On 2 March 2010 19:44, Peter Jeremy <peterjer...@acm.org> wrote:
> On 2010-Mar-01 14:42:38 +0000, "Dr. David Kirkby" <david.kir...@onetel.net> 
> wrote:
>>I've just succeeded in getting all doctests to pass on Solaris.
>
> Firstly, congratulations on this.
>
> On 2010-Mar-01 19:09:54 +0000, "Dr. David Kirkby" <david.kir...@onetel.net> 
> wrote:
>>There should be minor differences between Solaris 10 on SPARC and
>>Solaris 10 on x86.
>
> Incorrectly #ifdef'd assembly code might be irritating but at least the
> assembler will choke on it.  More subtle problems will be code that
> assumes Sun/Solaris means big-endian.

True.
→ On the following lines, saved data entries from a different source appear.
use std::{
    fs,
    path::{Path, PathBuf},
    process::ExitCode,
};

use clap::{Args, Parser};
use stemshift_core::{compile, AppConfig, Session, StemLayout, StemshiftError};
use tracing_subscriber::EnvFilter;

fn main() -> ExitCode {
    let cli = Cli::parse();
    init_tracing(&cli.log_level);

    match run(cli) {
        Ok(()) => ExitCode::SUCCESS,
        Err(err) => {
            tracing::error!(kind = err.kind(), "{err}");
            ExitCode::FAILURE
        }
    }
}

fn run(cli: Cli) -> stemshift_core::Result<()> {
    let config = build_config(&cli)?;
    let recipe = read_recipe(&cli.recipe)?;
    let pipelines = compile(&recipe)?;

    if cli.check {
        for pipeline in &pipelines {
            println!("{pipeline}");
        }
        return Ok(());
    }

    let output = cli
        .output
        .as_deref()
        .ok_or_else(|| StemshiftError::Config("an output path is required".to_string()))?;

    tracing::info!(stems = ?config.stems.dir, layout = ?config.stems.layout, "starting session");
    let report = Session::from_config(&config).run(&pipelines, output)?;
    tracing::info!(
        pipelines = report.pipelines_run,
        saved = report.saved.len(),
        output = %report.output.display(),
        "done"
    );
    Ok(())
}

fn build_config(cli: &Cli) -> stemshift_core::Result<AppConfig> {
    let mut config = match &cli.config {
        Some(path) => AppConfig::load(path)?,
        None => AppConfig::default(),
    };

    if let Some(dir) = &cli.stems_dir {
        config.stems.dir = dir.clone();
    }
    if let Some(layout) = cli.layout {
        config.stems.layout = layout;
    }
    if let Some(dir) = &cli.work_dir {
        config.export.work_dir = dir.clone();
    }
    if cli.preserve {
        config.export.preserve_intermediates = true;
    }

    config.validate()?;
    Ok(config)
}

fn read_recipe(args: &RecipeArgs) -> stemshift_core::Result<String> {
    match (&args.recipe, &args.recipe_file) {
        (Some(recipe), _) => Ok(recipe.clone()),
        (None, Some(path)) => read_recipe_file(path),
        (None, None) => Err(StemshiftError::Config(
            "either --recipe or --recipe-file must be provided".to_string(),
        )),
    }
}

fn read_recipe_file(path: &Path) -> stemshift_core::Result<String> {
    Ok(fs::read_to_string(path)?)
}

fn init_tracing(default_level: &str) {
    let _ = tracing_subscriber::fmt()
        .with_env_filter(
            EnvFilter::try_from_default_env().unwrap_or_else(|_| EnvFilter::new(default_level)),
        )
        .try_init();
}

#[derive(Parser, Debug)]
#[command(author, version, about = "Rearrange the stems of a song with a recipe", long_about = None)]
struct Cli {
    /// Where to write the merged WAV file.
    #[arg(required_unless_present = "check")]
    output: Option<PathBuf>,

    #[command(flatten)]
    recipe: RecipeArgs,

    /// Directory holding the splitter output (`<channel>.wav`).
    #[arg(long)]
    stems_dir: Option<PathBuf>,

    /// Stems produced by the splitter: two, four or five.
    #[arg(long)]
    layout: Option<StemLayout>,

    /// Directory for exported intermediate tracks.
    #[arg(long)]
    work_dir: Option<PathBuf>,

    /// Keep intermediate files for debugging.
    #[arg(long)]
    preserve: bool,

    /// JSON configuration file; flags override its values.
    #[arg(long)]
    config: Option<PathBuf>,

    /// Log level used when RUST_LOG is not set.
    #[arg(
        long,
        default_value = "warn",
        value_parser = ["trace", "debug", "info", "warn", "error"]
    )]
    log_level: String,

    /// Compile the recipe, print its pipelines and exit.
    #[arg(long)]
    check: bool,
}

#[derive(Args, Debug)]
#[group(required = true, multiple = false)]
struct RecipeArgs {
    /// Recipe text, e.g. "vocals -> save(vocals); piano -> flat -> save(p2)".
    #[arg(long)]
    recipe: Option<String>,

    /// Path to a file containing the recipe.
    #[arg(long)]
    recipe_file: Option<PathBuf>,
}

#[cfg(test)]
mod tests {
    use super::*;
    use clap::CommandFactory;

    #[test]
    fn cli_definition_is_consistent() {
        Cli::command().debug_assert();
    }

    #[test]
    fn flags_override_defaults() {
        let cli = Cli::try_parse_from([
            "stemshift",
            "out.wav",
            "--recipe",
            "vocals -> save(vocals)",
            "--layout",
            "two",
            "--stems-dir",
            "split",
            "--preserve",
        ])
        .unwrap();

        let config = build_config(&cli).unwrap();
        assert_eq!(config.stems.layout, StemLayout::Two);
        assert_eq!(config.stems.dir, PathBuf::from("split"));
        assert!(config.export.preserve_intermediates);
        assert_eq!(read_recipe(&cli.recipe).unwrap(), "vocals -> save(vocals)");
    }

    #[test]
    fn recipe_sources_are_mutually_exclusive() {
        let result = Cli::try_parse_from([
            "stemshift",
            "out.wav",
            "--recipe",
            "a -> b",
            "--recipe-file",
            "recipe.txt",
        ]);
        assert!(result.is_err());
        assert!(Cli::try_parse_from(["stemshift", "out.wav"]).is_err());
    }

    #[test]
    fn check_mode_needs_no_output() {
        let cli = Cli::try_parse_from(["stemshift", "--check", "--recipe", "vocals -> drop"]).unwrap();
        assert!(cli.output.is_none());
        assert!(run(cli).is_ok());
    }
}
A lot of the code in Sage is quite old, so assumptions are made
that are not true today. The fact that Solaris does not necessarily
mean big-endian might be a problem. Hopefully any such problems will
be picked up in tests though - it should be fairly evident at run-time
if that is wrong.

FWIW, I used to work on a Burker NMR spectrometer, which was 24-bit. I
can't recall whether it was the most significant or the least
significant byte that was in the middle, but it was one of them! I
assume Bruker used to use 16-bits, then switched to 24-bits, so to
maintain some compatibility one or the other bytes had to be in the
middle.

I'm not sure if that would be called 'middle endian' or not!

I doubt autoconf could even check for that sort of mix.

>>There is quite a difference from Solaris 10 to Open Solaris. The
>>latter is aimed much more for desktop use.
>
> I've found that OpenSolaris feels a lot more like Linux than Solaris does.

Yes agree. OpenSolaris is a radical change from Solaris 10.